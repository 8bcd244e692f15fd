//! RPC engine — correlates commands with responses over one channel.
//!
//! The engine owns everything the protocol needs and nothing else:
//!
//! 1. **Correlation table** — every command gets a fresh, strictly
//!    increasing id; responses are matched by id, never by arrival order.
//! 2. **Event bus** — unsolicited events are fanned out to subscribers.
//! 3. **Pause-point registry** — `sim:pause` events fulfil the point they
//!    name before the generic fan-out.
//! 4. **Run state** — the engine's belief that simulated time advances.
//!
//! All state lives behind `Rc`/`RefCell` and is touched only from the
//! inbound callbacks and the synchronous part of the public methods.  No
//! borrow is held across an `.await` or while user callbacks run, so
//! callbacks may re-enter the engine.
//!
//! The command vocabulary (file transfer, simulation control, pause
//! points, peripherals) lives in [`crate::sim`].

use std::cell::RefCell;
use std::collections::HashMap;
use std::future::Future;
use std::rc::Rc;
use std::task::Poll;

use embassy_sync::blocking_mutex::raw::NoopRawMutex;
use embassy_sync::signal::Signal;
use futures_lite::future::{BoxedLocal, poll_fn};
use log::{debug, error, info, warn};
use serde_json::Value;

use crate::config::ClientConfig;
use crate::error::{ClientError, Result, TransportError};
use crate::events::{EventBus, ListenOptions, Subscription};

use super::message::{
    ChannelMessage, CommandMessage, ErrorMessage, EventMessage, HelloMessage, PAUSE_EVENT,
    RemoteErrorBody, ResponseMessage,
};
use super::pause_point::PausePoint;
use super::pending::{PendingCommand, PendingTable};
use super::transport::{Inbound, Transport};

type ErrorCallback = Rc<dyn Fn(&ErrorMessage)>;
type ConnectedCallback = Rc<dyn Fn(u32)>;
type PauseSignal = Signal<NoopRawMutex, ()>;

// ── Shared engine state ──────────────────────────────────────

#[derive(Default)]
struct EngineState {
    /// `close()` was called.
    closed: bool,
    /// The channel closed without `close()` being called.
    lost: bool,
    running: bool,
    last_nanos: u64,
    remote_version: Option<u32>,
    next_id: u64,
    next_pause_point: u64,
    pending: PendingTable,
    pause_points: HashMap<String, PausePoint>,
}

/// State shared between the engine handle and its inbound sink.
pub(crate) struct EngineShared {
    config: ClientConfig,
    state: RefCell<EngineState>,
    events: Rc<RefCell<EventBus>>,
    on_error: RefCell<Option<ErrorCallback>>,
    on_connected: RefCell<Option<ConnectedCallback>>,
}

impl EngineShared {
    fn new(config: ClientConfig) -> Self {
        Self {
            config,
            state: RefCell::new(EngineState::default()),
            events: Rc::new(RefCell::new(EventBus::new())),
            on_error: RefCell::new(None),
            on_connected: RefCell::new(None),
        }
    }

    // ── Inbound dispatch ─────────────────────────────────────

    pub(crate) fn process_message(&self, message: ChannelMessage) {
        match message {
            ChannelMessage::Error(msg) => self.process_error(msg),
            ChannelMessage::Hello(hello) => self.process_hello(hello),
            ChannelMessage::Event(event) => self.process_event(&event),
            ChannelMessage::Response(response) => self.process_response(response),
            ChannelMessage::Command(cmd) => {
                warn!("RPC: ignoring inbound command {} ({})", cmd.command, cmd.id);
            }
        }
    }

    /// Uncorrelated error: report it, then reject the oldest pending command.
    fn process_error(&self, msg: ErrorMessage) {
        error!("RPC: API error: {}", msg.message);
        self.report_error(&msg);

        let oldest = self.state.borrow_mut().pending.take_oldest();
        if let Some((id, slot)) = oldest {
            debug!("RPC: attributing API error to command {}", id);
            slot.signal(Err(ClientError::Api(msg.message)));
        }
    }

    fn process_hello(&self, hello: HelloMessage) {
        let expected = self.config.protocol_version;
        if hello.protocol_version == expected {
            info!("RPC: remote hello, protocol v{}", hello.protocol_version);
        } else {
            warn!(
                "RPC: unsupported protocol version {} (expected {})",
                hello.protocol_version, expected
            );
        }
        self.state.borrow_mut().remote_version = Some(hello.protocol_version);

        let callback = self.on_connected.borrow().clone();
        if let Some(callback) = callback {
            callback(hello.protocol_version);
        }
    }

    fn process_event(&self, event: &EventMessage) {
        let fired = {
            let mut st = self.state.borrow_mut();
            st.last_nanos = event.nanos;
            if event.event == PAUSE_EVENT {
                st.running = false;
                event
                    .pause_point_id()
                    .and_then(|id| st.pause_points.remove(id))
            } else {
                None
            }
        };

        if let Some(point) = fired {
            debug!("RPC: pause point {} reached at {}ns", point.id(), event.nanos);
            point.fulfill(event.pause_point_info());
        }

        EventBus::dispatch(&self.events, event);
    }

    fn process_response(&self, response: ResponseMessage) {
        let slot = response
            .id
            .parse::<u64>()
            .ok()
            .and_then(|id| self.state.borrow_mut().pending.take(id));

        let Some(slot) = slot else {
            warn!("RPC: unknown response id {:?}, dropped", response.id);
            return;
        };

        let result = if response.error {
            let body = RemoteErrorBody::from_result(&response.result);
            Err(ClientError::Remote {
                code: body.code,
                message: body.message,
            })
        } else {
            Ok(response.result)
        };
        slot.signal(result);
    }

    pub(crate) fn handle_transport_close(&self, code: u16, reason: &str) {
        let drained = {
            let mut st = self.state.borrow_mut();
            if st.closed {
                debug!("RPC: channel closed after close() (code {})", code);
                return;
            }
            if st.lost {
                return;
            }
            st.lost = true;
            if self.config.reject_pending_on_close {
                st.pending.drain()
            } else {
                Vec::new()
            }
        };

        let mut message = format!(
            "Connection to {} closed unexpectedly: code {}",
            self.config.target(),
            code
        );
        if !reason.is_empty() {
            message = format!("{message} ({reason})");
        }
        warn!("RPC: {}", message);

        for (_, slot) in drained {
            slot.signal(Err(ClientError::TransportLost(message.clone())));
        }
        self.report_error(&ErrorMessage { message });
    }

    pub(crate) fn handle_transport_error(&self, err: &TransportError) {
        error!("RPC: transport error: {}", err);
        self.report_error(&ErrorMessage {
            message: err.to_string(),
        });
    }

    fn report_error(&self, msg: &ErrorMessage) {
        let callback = self.on_error.borrow().clone();
        if let Some(callback) = callback {
            callback(msg);
        }
    }

    // ── Run state ────────────────────────────────────────────

    pub(crate) fn set_running(&self, running: bool) {
        self.state.borrow_mut().running = running;
    }

    pub(crate) fn is_running(&self) -> bool {
        self.state.borrow().running
    }

    // ── Pause-point registry ─────────────────────────────────

    pub(crate) fn next_pause_point_id(&self, kind: &str) -> String {
        let mut st = self.state.borrow_mut();
        let seq = st.next_pause_point;
        st.next_pause_point += 1;
        format!("{}{}_{}", self.config.pause_point_prefix, seq, kind)
    }

    pub(crate) fn register_pause_point(&self, point: PausePoint) {
        self.state
            .borrow_mut()
            .pause_points
            .insert(point.id().to_owned(), point);
    }

    pub(crate) fn unregister_pause_point(&self, id: &str) -> bool {
        self.state.borrow_mut().pause_points.remove(id).is_some()
    }
}

// ── Connection state ─────────────────────────────────────────

/// The connect future stays here until it completes, so whichever
/// `connected()` caller polls next drives it.
enum ConnectState {
    Pending(BoxedLocal<core::result::Result<(), TransportError>>),
    Done(core::result::Result<(), TransportError>),
}

// ── Engine handle ────────────────────────────────────────────

/// Client-side protocol engine over one exclusively owned transport.
///
/// Each instance has its own tables; several engines (several simulated
/// devices) can coexist in one process.
pub struct RpcEngine<T: Transport> {
    pub(crate) shared: Rc<EngineShared>,
    transport: RefCell<T>,
    connect: RefCell<ConnectState>,
}

impl<T: Transport> RpcEngine<T> {
    /// Take ownership of `transport`, attach the inbound sink and start
    /// connecting.  Await [`connected`](Self::connected) before relying
    /// on the channel.
    pub fn new(mut transport: T, config: ClientConfig) -> Self {
        let shared = Rc::new(EngineShared::new(config));
        transport.attach(Inbound::new(Rc::downgrade(&shared)));
        let connecting = transport.connect();

        Self {
            shared,
            transport: RefCell::new(transport),
            connect: RefCell::new(ConnectState::Pending(connecting)),
        }
    }

    pub fn with_defaults(transport: T) -> Self {
        Self::new(transport, ClientConfig::default())
    }

    pub fn config(&self) -> &ClientConfig {
        &self.shared.config
    }

    /// Resolve once the transport is usable.  The outcome of the first
    /// connection attempt is cached for later calls.
    ///
    /// Dropping a waiter loses nothing: the attempt is owned by the
    /// engine and the next caller picks it up.
    pub async fn connected(&self) -> Result<()> {
        let outcome = poll_fn(|cx| {
            let mut state = self.connect.borrow_mut();
            let outcome = match &mut *state {
                ConnectState::Done(outcome) => return Poll::Ready(outcome.clone()),
                ConnectState::Pending(connecting) => match connecting.as_mut().poll(cx) {
                    Poll::Ready(outcome) => outcome,
                    Poll::Pending => return Poll::Pending,
                },
            };
            match &outcome {
                Ok(()) => info!("RPC: transport connected"),
                Err(e) => warn!("RPC: transport connect failed: {}", e),
            }
            *state = ConnectState::Done(outcome.clone());
            Poll::Ready(outcome)
        })
        .await;
        outcome.map_err(ClientError::from)
    }

    /// Send `command` with `params` and return the future of its result.
    ///
    /// The id is allocated and the message transmitted before this
    /// returns.  The future settles exactly once: with the result, with
    /// the remote's error, or at once if the engine is closed or the
    /// transport refuses the message.  No timeout is applied.
    pub fn send_command(&self, command: &str, params: Value) -> PendingCommand {
        let (id, slot) = {
            let mut st = self.shared.state.borrow_mut();
            if st.closed || st.lost {
                debug!("RPC: {} rejected, client closed", command);
                return PendingCommand::settled(Err(ClientError::Closed));
            }
            let id = st.next_id;
            st.next_id += 1;
            (id, st.pending.insert(id))
        };

        let message = ChannelMessage::Command(CommandMessage {
            id: id.to_string(),
            command: command.to_owned(),
            params,
        });

        let sent = match self.transport.try_borrow_mut() {
            Ok(mut transport) => transport.send(&message),
            Err(_) => Err(TransportError::Io("transport busy (re-entrant send)".into())),
        };

        if let Err(e) = sent {
            warn!("RPC: send of {} ({}) failed: {}", command, id, e);
            self.shared.state.borrow_mut().pending.take(id);
            return PendingCommand::settled(Err(e.into()));
        }

        debug!("RPC: -> {} ({})", command, id);
        PendingCommand::waiting(id, slot)
    }

    /// Subscribe to an event name.  The returned handle removes the
    /// listener again.
    pub fn listen(
        &self,
        event: &str,
        callback: impl Fn(&EventMessage) + 'static,
        options: ListenOptions,
    ) -> Subscription {
        EventBus::listen(&self.shared.events, event, callback, options)
    }

    /// Resolve when the simulation is stopped: at once if it already is,
    /// otherwise on the next `sim:pause` event.
    ///
    /// The subscription is made when this is called, so a pause arriving
    /// before the first poll is not missed.
    pub fn paused(&self) -> impl Future<Output = ()> {
        let waiter = if self.shared.is_running() {
            let signal = Rc::new(PauseSignal::new());
            let notify = Rc::clone(&signal);
            let _ = self.listen(PAUSE_EVENT, move |_| notify.signal(()), ListenOptions::ONCE);
            Some(signal)
        } else {
            None
        };

        async move {
            if let Some(signal) = waiter {
                signal.wait().await;
            }
        }
    }

    /// Install the process-wide error callback (API errors, transport
    /// loss, transport failures).
    pub fn set_on_error(&self, callback: impl Fn(&ErrorMessage) + 'static) {
        *self.shared.on_error.borrow_mut() = Some(Rc::new(callback));
    }

    /// Install the callback invoked with the remote protocol version on `hello`.
    pub fn set_on_connected(&self, callback: impl Fn(u32) + 'static) {
        *self.shared.on_connected.borrow_mut() = Some(Rc::new(callback));
    }

    /// Close the engine and its transport.  Idempotent.
    pub fn close(&self) {
        {
            let mut st = self.shared.state.borrow_mut();
            if st.closed {
                return;
            }
            st.closed = true;
        }
        match self.transport.try_borrow_mut() {
            Ok(mut transport) => transport.close(),
            Err(_) => warn!("RPC: transport busy during close"),
        }
        info!("RPC: client closed");
    }

    // ── Introspection ────────────────────────────────────────

    /// Whether simulated time is believed to be advancing.
    pub fn running(&self) -> bool {
        self.shared.is_running()
    }

    /// Simulated time stamp of the most recent event.
    pub fn last_nanos(&self) -> u64 {
        self.shared.state.borrow().last_nanos
    }

    /// Protocol version announced by the remote's `hello`, if seen.
    pub fn remote_version(&self) -> Option<u32> {
        self.shared.state.borrow().remote_version
    }

    pub fn pending_commands(&self) -> usize {
        self.shared.state.borrow().pending.len()
    }

    pub fn pause_point_count(&self) -> usize {
        self.shared.state.borrow().pause_points.len()
    }

    pub fn is_closed(&self) -> bool {
        let st = self.shared.state.borrow();
        st.closed || st.lost
    }
}

impl<T: Transport> Drop for RpcEngine<T> {
    fn drop(&mut self) {
        self.close();
    }
}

_ _ _ _

◆ Work item ◆
Lines in the listing above that contain the word "super" must be copied; leave out the rest.

◆ Answer for this exercise ◆
use super::message::{
use super::pause_point::PausePoint;
use super::pending::{PendingCommand, PendingTable};
use super::transport::{Inbound, Transport};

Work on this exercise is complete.